Insieme a Rita, è stato eletto il nuovo consiglio comunale, composto in buona parte da giovani della seconda generazione, per metà ebrei e per metà palestinesi, e da membri delle nuove famiglie, da poco trasferitesi al Villaggio. Il mandato, per tutti, è di due anni, e le cariche sono assunte su base volontaria.

Il consiglio si riunisce con cadenza settimanale, per affrontare le questioni più urgenti e rilevanti che interessano la vita quotidiana degli abitanti: dalle nuove case in costruzione alle strade e infrastrutture, dai lavori di rinnovo dell’Hotel, chiuso per mesi a causa della pandemia, alle tasse. Ma non solo.

Il bisogno di nuovi spazi

La nuova squadra ha già iniziato a lavorare sulle questioni più urgenti e difficili. La prima è il piano, già in atto, di espansione del Villaggio verso sud e verso nord. «Stiamo supervisionando il progetto, cercando di farlo procedere in tempi rapidi, in modo che le nuove famiglie possano iniziare presto la costruzione delle loro case», spiega Rita.

Poi c’è lo sforzo per ottenere nuove terre (sono centinaia le famiglie, ebree e arabe, in lista d’attesa per abitare qui): «Dovranno essere terreni privati – continua – dato che l’Israel Lands Administration non ci concede terre statali. Per questo, inizieremo presto delle trattative anche con i nostri amici del vicino monastero di Latrun».
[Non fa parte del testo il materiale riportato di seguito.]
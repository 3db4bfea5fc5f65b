use crate::cli::ServeArgs;
use crate::infra::{AppState, InMemoryApplicationStore, LoggingConfirmationMailer};
use crate::routes::with_enrollment_routes;
use axum::Extension;
use axum_prometheus::PrometheusMetricLayer;
use std::sync::atomic::Ordering;
use std::sync::Arc;

use expert_intake::config::AppConfig;
use expert_intake::error::AppError;
use expert_intake::telemetry;
use expert_intake::workflows::enrollment::RestGeographyGateway;
use tracing::info;

pub(crate) async fn run(mut args: ServeArgs) -> Result<(), AppError> {
    let mut config = AppConfig::load()?;

    if let Some(host) = args.host.take() {
        config.server.host = host;
    }
    if let Some(port) = args.port.take() {
        config.server.port = port;
    }

    telemetry::init(&config.telemetry)?;

    let (prometheus_layer, prometheus_handle) = PrometheusMetricLayer::pair();
    let readiness_flag = Arc::new(std::sync::atomic::AtomicBool::new(false));
    let app_state = AppState {
        readiness: readiness_flag.clone(),
        metrics: Arc::new(prometheus_handle),
    };

    let geography = Arc::new(RestGeographyGateway::new(&config.geography)?);
    let store = Arc::new(InMemoryApplicationStore::default());
    let mailer = Arc::new(LoggingConfirmationMailer);

    let app = with_enrollment_routes(geography, store, mailer)
        .layer(Extension(app_state))
        .layer(prometheus_layer);

    let addr = config.server.socket_addr()?;
    let listener = tokio::net::TcpListener::bind(addr).await?;
    readiness_flag.store(true, Ordering::Release);

    info!(?config.environment, %addr, "expert enrollment service ready");

    axum::serve(listener, app).await?;
    Ok(())
}
//! Core workflows behind the expert enrollment wizard: dependent location
//! resolution, attachment encoding, the multi-step wizard state machine, and
//! the two-phase submission pipeline.

pub mod config;
pub mod error;
pub mod telemetry;
pub mod workflows;
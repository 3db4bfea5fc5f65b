use std::env;
use std::fmt;
use std::net::{IpAddr, SocketAddr};
use std::time::Duration;

/// Distinguishes runtime behavior for different stages of the service.
#[derive(Debug, Clone, Copy, PartialEq, Eq)]
pub enum AppEnvironment {
    Development,
    Test,
    Production,
}

impl AppEnvironment {
    fn from_str(value: &str) -> Self {
        match value.trim().to_ascii_lowercase().as_str() {
            "prod" | "production" => Self::Production,
            "test" | "ci" => Self::Test,
            _ => Self::Development,
        }
    }
}

/// Top-level configuration for the application.
#[derive(Debug, Clone)]
pub struct AppConfig {
    pub environment: AppEnvironment,
    pub server: ServerConfig,
    pub telemetry: TelemetryConfig,
    pub geography: GeographyConfig,
}

impl AppConfig {
    pub fn load() -> Result<Self, ConfigError> {
        dotenvy::dotenv().ok();

        let environment = AppEnvironment::from_str(
            &env::var("APP_ENV").unwrap_or_else(|_| "development".to_string()),
        );

        let host = env::var("APP_HOST").unwrap_or_else(|_| "127.0.0.1".to_string());
        let port = env::var("APP_PORT")
            .unwrap_or_else(|_| "3000".to_string())
            .parse::<u16>()
            .map_err(|_| ConfigError::InvalidPort)?;

        let log_level = env::var("APP_LOG_LEVEL").unwrap_or_else(|_| "info".to_string());

        let geo_base_url = env::var("APP_GEO_BASE_URL")
            .unwrap_or_else(|_| "https://bdapis.com/api/v1.2".to_string());
        let geo_timeout_secs = env::var("APP_GEO_TIMEOUT_SECS")
            .unwrap_or_else(|_| "10".to_string())
            .parse::<u64>()
            .map_err(|_| ConfigError::InvalidTimeout)?;

        Ok(Self {
            environment,
            server: ServerConfig { host, port },
            telemetry: TelemetryConfig { log_level },
            geography: GeographyConfig {
                base_url: geo_base_url,
                timeout: Duration::from_secs(geo_timeout_secs),
            },
        })
    }
}

/// Settings controlling the HTTP server binding.
#[derive(Debug, Clone)]
pub struct ServerConfig {
    pub host: String,
    pub port: u16,
}

impl ServerConfig {
    pub fn socket_addr(&self) -> Result<SocketAddr, ConfigError> {
        if self.host.eq_ignore_ascii_case("localhost") {
            return Ok(SocketAddr::new(IpAddr::from([127, 0, 0, 1]), self.port));
        }

        let ip: IpAddr = self
            .host
            .parse()
            .map_err(|source| ConfigError::InvalidHost { source })?;

        Ok(SocketAddr::new(ip, self.port))
    }
}

/// Tracing and metrics controls.
#[derive(Debug, Clone)]
pub struct TelemetryConfig {
    pub log_level: String,
}

/// Upstream administrative-area API used by the location resolver.
#[derive(Debug, Clone)]
pub struct GeographyConfig {
    pub base_url: String,
    pub timeout: Duration,
}

#[derive(Debug)]
pub enum ConfigError {
    InvalidPort,
    InvalidTimeout,
    InvalidHost { source: std::net::AddrParseError },
}

impl fmt::Display for ConfigError {
    fn fmt(&self, f: &mut fmt::Formatter<'_>) -> fmt::Result {
        match self {
            ConfigError::InvalidPort => write!(f, "APP_PORT must be a valid u16"),
            ConfigError::InvalidTimeout => {
                write!(f, "APP_GEO_TIMEOUT_SECS must be a whole number of seconds")
            }
            ConfigError::InvalidHost { .. } => {
                write!(f, "APP_HOST must parse to an IPv4 or IPv6 address")
            }
        }
    }
}

impl std::error::Error for ConfigError {
    fn source(&self) -> Option<&(dyn std::error::Error + 'static)> {
        match self {
            ConfigError::InvalidPort | ConfigError::InvalidTimeout => None,
            ConfigError::InvalidHost { source } => Some(source),
        }
    }
}
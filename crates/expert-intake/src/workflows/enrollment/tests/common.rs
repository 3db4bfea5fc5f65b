use std::collections::HashMap;
use std::sync::atomic::{AtomicUsize, Ordering};
use std::sync::{Arc, Mutex};

use async_trait::async_trait;

use crate::workflows::enrollment::attachments::AttachmentUpload;
use crate::workflows::enrollment::draft::{ApplicationDraft, FieldEdit};
use crate::workflows::enrollment::geography::{DistrictEntry, GeographyGateway, LookupError};
use crate::workflows::enrollment::record::{
    ApplicationStore, ConfirmationMailer, ConfirmationMessage, ExpertId, ExpertRecord,
    NotificationError, PersistenceError,
};
use crate::workflows::enrollment::wizard::{ClosePolicy, ExpertWizard, WizardStep};

pub(super) fn district(name: &str, subdistricts: &[&str]) -> DistrictEntry {
    DistrictEntry {
        name: name.to_string(),
        subdistricts: subdistricts.iter().map(|s| s.to_string()).collect(),
    }
}

/// Scripted geography source with call counters so tests can assert that
/// subdistrict resolution never reaches the gateway.
pub(super) struct StubGeography {
    regions: Vec<String>,
    districts_by_region: HashMap<String, Vec<DistrictEntry>>,
    fail_regions: bool,
    fail_districts: bool,
    region_calls: AtomicUsize,
    district_calls: AtomicUsize,
}

impl StubGeography {
    pub(super) fn scripted() -> Self {
        let mut districts_by_region = HashMap::new();
        districts_by_region.insert(
            "Dhaka".to_string(),
            vec![
                district("Gazipur", &["Sreepur", "Kaliakair"]),
                district("Narayanganj", &["Rupganj"]),
            ],
        );
        districts_by_region.insert(
            "Khulna".to_string(),
            vec![district("Jessore", &["Abhaynagar", "Bagherpara"])],
        );

        Self {
            regions: vec!["Dhaka".to_string(), "Khulna".to_string()],
            districts_by_region,
            fail_regions: false,
            fail_districts: false,
            region_calls: AtomicUsize::new(0),
            district_calls: AtomicUsize::new(0),
        }
    }

    pub(super) fn failing_regions() -> Self {
        Self {
            fail_regions: true,
            ..Self::scripted()
        }
    }

    pub(super) fn failing_districts() -> Self {
        Self {
            fail_districts: true,
            ..Self::scripted()
        }
    }

    pub(super) fn region_calls(&self) -> usize {
        self.region_calls.load(Ordering::Relaxed)
    }

    pub(super) fn district_calls(&self) -> usize {
        self.district_calls.load(Ordering::Relaxed)
    }
}

#[async_trait]
impl GeographyGateway for StubGeography {
    async fn list_regions(&self) -> Result<Vec<String>, LookupError> {
        self.region_calls.fetch_add(1, Ordering::Relaxed);
        if self.fail_regions {
            return Err(LookupError::Transport("connection refused".to_string()));
        }
        Ok(self.regions.clone())
    }

    async fn list_districts(&self, region: &str) -> Result<Vec<DistrictEntry>, LookupError> {
        self.district_calls.fetch_add(1, Ordering::Relaxed);
        if self.fail_districts {
            return Err(LookupError::Transport("connection refused".to_string()));
        }
        Ok(self
            .districts_by_region
            .get(region)
            .cloned()
            .unwrap_or_default())
    }
}

/// In-memory store with an availability switch so a failed attempt can be
/// retried against the same instance.
#[derive(Default)]
pub(super) struct MemoryStore {
    records: Mutex<HashMap<ExpertId, ExpertRecord>>,
    outage: Mutex<Option<String>>,
}

impl MemoryStore {
    pub(super) fn set_unavailable(&self, reason: &str) {
        *self.outage.lock().expect("store mutex poisoned") = Some(reason.to_string());
    }

    pub(super) fn set_available(&self) {
        *self.outage.lock().expect("store mutex poisoned") = None;
    }

    pub(super) fn records(&self) -> HashMap<ExpertId, ExpertRecord> {
        self.records.lock().expect("store mutex poisoned").clone()
    }

    pub(super) fn record(&self, id: &ExpertId) -> Option<ExpertRecord> {
        self.records
            .lock()
            .expect("store mutex poisoned")
            .get(id)
            .cloned()
    }
}

#[async_trait]
impl ApplicationStore for MemoryStore {
    async fn put(&self, id: &ExpertId, record: &ExpertRecord) -> Result<(), PersistenceError> {
        if let Some(reason) = self.outage.lock().expect("store mutex poisoned").clone() {
            return Err(PersistenceError::Unavailable(reason));
        }
        self.records
            .lock()
            .expect("store mutex poisoned")
            .insert(id.clone(), record.clone());
        Ok(())
    }
}

/// Records every confirmation it is asked to send; optionally fails each
/// attempt while still counting it.
#[derive(Default)]
pub(super) struct MemoryMailer {
    sent: Mutex<Vec<ConfirmationMessage>>,
    attempts: AtomicUsize,
    failing: bool,
}

impl MemoryMailer {
    pub(super) fn failing() -> Self {
        Self {
            failing: true,
            ..Self::default()
        }
    }

    pub(super) fn sent(&self) -> Vec<ConfirmationMessage> {
        self.sent.lock().expect("mailer mutex poisoned").clone()
    }

    pub(super) fn attempts(&self) -> usize {
        self.attempts.load(Ordering::Relaxed)
    }
}

#[async_trait]
impl ConfirmationMailer for MemoryMailer {
    async fn send(&self, message: &ConfirmationMessage) -> Result<(), NotificationError> {
        self.attempts.fetch_add(1, Ordering::Relaxed);
        if self.failing {
            return Err(NotificationError::Transport(
                "smtp relay unreachable".to_string(),
            ));
        }
        self.sent
            .lock()
            .expect("mailer mutex poisoned")
            .push(message.clone());
        Ok(())
    }
}

pub(super) type TestWizard = ExpertWizard<StubGeography, MemoryStore, MemoryMailer>;

pub(super) fn build_wizard() -> (TestWizard, Arc<StubGeography>, Arc<MemoryStore>, Arc<MemoryMailer>)
{
    build_wizard_with(
        StubGeography::scripted(),
        MemoryMailer::default(),
        ClosePolicy::default(),
    )
}

pub(super) fn build_wizard_with(
    geography: StubGeography,
    mailer: MemoryMailer,
    close_policy: ClosePolicy,
) -> (TestWizard, Arc<StubGeography>, Arc<MemoryStore>, Arc<MemoryMailer>) {
    let geography = Arc::new(geography);
    let store = Arc::new(MemoryStore::default());
    let mailer = Arc::new(mailer);
    let wizard = ExpertWizard::with_policy(
        geography.clone(),
        store.clone(),
        mailer.clone(),
        close_policy,
    );
    (wizard, geography, store, mailer)
}

/// A draft with every collected field populated, minus attachments.
pub(super) fn filled_draft() -> ApplicationDraft {
    let mut draft = ApplicationDraft::default();
    draft.apply(FieldEdit::FullName("Dr. Ayesha Rahman".to_string()));
    draft.apply(FieldEdit::Phone("+880 1700 000000".to_string()));
    draft.apply(FieldEdit::Email("ayesha@example.com".to_string()));
    draft.apply(FieldEdit::Locality("Vadun, Tongi".to_string()));
    draft.apply(FieldEdit::Qualification("PhD in Agronomy".to_string()));
    draft.apply(FieldEdit::Affiliation("BARI".to_string()));
    draft.apply(FieldEdit::ExperienceYears("12".to_string()));
    draft.apply(FieldEdit::Bio(
        "Two decades of field work on soil health.".to_string(),
    ));
    draft.apply(FieldEdit::TermsAccepted(true));
    draft.toggle_specialization("Soil Science");
    draft.toggle_specialization("Irrigation");
    draft.location.region = "Dhaka".to_string();
    draft.location.district = "Gazipur".to_string();
    draft.location.subdistrict = "Sreepur".to_string();
    draft
}

pub(super) fn sample_upload(name: &str, media_type: &str, bytes: &[u8]) -> AttachmentUpload {
    AttachmentUpload::from_bytes(name, media_type, bytes.to_vec())
}

/// Drives a fresh wizard to the final step with the standard filled draft.
pub(super) async fn wizard_at_finalize(
) -> (TestWizard, Arc<StubGeography>, Arc<MemoryStore>, Arc<MemoryMailer>) {
    let (mut wizard, geography, store, mailer) = build_wizard();
    wizard.open().await;
    fill_to_finalize(&mut wizard).await;
    (wizard, geography, store, mailer)
}

pub(super) async fn fill_to_finalize(wizard: &mut TestWizard) {
    wizard.edit(FieldEdit::FullName("Dr. Ayesha Rahman".to_string()));
    wizard.edit(FieldEdit::Phone("+880 1700 000000".to_string()));
    wizard.edit(FieldEdit::Email("ayesha@example.com".to_string()));
    wizard.select_region("Dhaka").await;
    wizard.select_district("Gazipur");
    wizard.select_subdistrict("Sreepur");
    wizard.edit(FieldEdit::Locality("Vadun, Tongi".to_string()));
    wizard.next();
    wizard.edit(FieldEdit::Qualification("PhD in Agronomy".to_string()));
    wizard.edit(FieldEdit::Affiliation("BARI".to_string()));
    wizard.edit(FieldEdit::ExperienceYears("12".to_string()));
    wizard.toggle_specialization("Soil Science");
    wizard.toggle_specialization("Irrigation");
    wizard.next();
    wizard.edit(FieldEdit::Bio(
        "Two decades of field work on soil health.".to_string(),
    ));
    wizard.edit(FieldEdit::TermsAccepted(true));
    assert_eq!(wizard.current_step(), WizardStep::Finalize);
}
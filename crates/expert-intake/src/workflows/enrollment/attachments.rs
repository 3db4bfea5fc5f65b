use std::path::PathBuf;

use base64::{engine::general_purpose, Engine as _};

/// Payload recorded for a profile photo the applicant never supplied.
pub const MISSING_PHOTO_PLACEHOLDER: &str = "default_avatar.png";

/// The three attachment positions collected by the enrollment wizard.
#[derive(Debug, Clone, Copy, PartialEq, Eq)]
pub enum AttachmentSlot {
    DegreeCertificate,
    ProfessionalId,
    ProfilePhoto,
}

impl AttachmentSlot {
    pub const fn label(self) -> &'static str {
        match self {
            AttachmentSlot::DegreeCertificate => "degree_certificate",
            AttachmentSlot::ProfessionalId => "professional_id",
            AttachmentSlot::ProfilePhoto => "profile_photo",
        }
    }

    /// Payload recorded when the applicant left the slot empty. Empty slots
    /// are always materialized in the record, never omitted.
    pub const fn missing_payload(self) -> &'static str {
        match self {
            AttachmentSlot::ProfilePhoto => MISSING_PHOTO_PLACEHOLDER,
            AttachmentSlot::DegreeCertificate | AttachmentSlot::ProfessionalId => "",
        }
    }
}

/// A binary file handle captured by the wizard. Replaceable per slot until
/// submission succeeds.
#[derive(Debug, Clone, PartialEq, Eq)]
pub struct AttachmentUpload {
    pub file_name: String,
    pub media_type: String,
    pub source: AttachmentSource,
}

/// Where the attachment bytes come from at encoding time.
#[derive(Debug, Clone, PartialEq, Eq)]
pub enum AttachmentSource {
    Bytes(Vec<u8>),
    File(PathBuf),
}

impl AttachmentUpload {
    pub fn from_bytes(
        file_name: impl Into<String>,
        media_type: impl Into<String>,
        bytes: Vec<u8>,
    ) -> Self {
        Self {
            file_name: file_name.into(),
            media_type: media_type.into(),
            source: AttachmentSource::Bytes(bytes),
        }
    }

    pub fn from_file(path: PathBuf, media_type: impl Into<String>) -> Self {
        let file_name = path
            .file_name()
            .map(|name| name.to_string_lossy().into_owned())
            .unwrap_or_default();
        Self {
            file_name,
            media_type: media_type.into(),
            source: AttachmentSource::File(path),
        }
    }
}

/// Raised when the attachment bytes can no longer be read. Aborts the whole
/// submission attempt; an unreadable file is never silently dropped.
#[derive(Debug, thiserror::Error)]
pub enum EncodingError {
    #[error("could not read attachment '{file_name}': {source}")]
    Unreadable {
        file_name: String,
        #[source]
        source: std::io::Error,
    },
}

/// Encode one attachment into a self-contained textual payload suitable for
/// embedding in the submission record.
pub async fn encode(upload: &AttachmentUpload) -> Result<String, EncodingError> {
    let bytes = match &upload.source {
        AttachmentSource::Bytes(bytes) => bytes.clone(),
        AttachmentSource::File(path) => {
            tokio::fs::read(path)
                .await
                .map_err(|source| EncodingError::Unreadable {
                    file_name: upload.file_name.clone(),
                    source,
                })?
        }
    };

    let media_type = if upload.media_type.is_empty() {
        mime::APPLICATION_OCTET_STREAM.as_ref()
    } else {
        upload.media_type.as_str()
    };

    Ok(format!(
        "data:{};base64,{}",
        media_type,
        general_purpose::STANDARD.encode(&bytes)
    ))
}

/// Encode a slot, falling back to its fixed placeholder when empty.
pub async fn encode_slot(
    slot: AttachmentSlot,
    upload: Option<&AttachmentUpload>,
) -> Result<String, EncodingError> {
    match upload {
        Some(upload) => encode(upload).await,
        None => Ok(slot.missing_payload().to_string()),
    }
}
Un’alternativa per il futuro

In cima agli altri obiettivi del mandato di Rita c’è la volontà di allargare il modello educativo bilingue e binazionale sperimentato, con successo, nella scuola elementare, con l’apertura di una scuola superiore. Parallelamente, la volontà di migliorare la comunicazione e di far crescere i legami tra i membri della comunità: «Voglio che le persone si sentano sempre più vicine. E che i nostri giovani siano ancora più attivi e coinvolti», aggiunge.

Il coraggio e la determinazione per andare avanti arrivano da alcune conferme: «Nonostante tutte le difficoltà, politiche e non, è confortante per noi vedere un aumento del numero di famiglie interessate ad abitare qui, e una crescita nel numero di genitori che intendono far studiare i propri figli nella nostra scuola, che negli ultimi anni ha aperto nuove classi. Questi segnali positivi ci danno la motivazione per proseguire con gli obiettivi che ci siamo dati per il prossimo futuro».

Rispetto a quando Rita è arrivata al Villaggio, la comunità oggi è dieci volte più grande. Ma la speranza che la anima è la stessa: «rappresentare in concreto un vero modello per cambiare la realtà delle relazioni tra arabi ed ebrei in questo Paese», conclude. Una necessità oggi quanto mai urgente.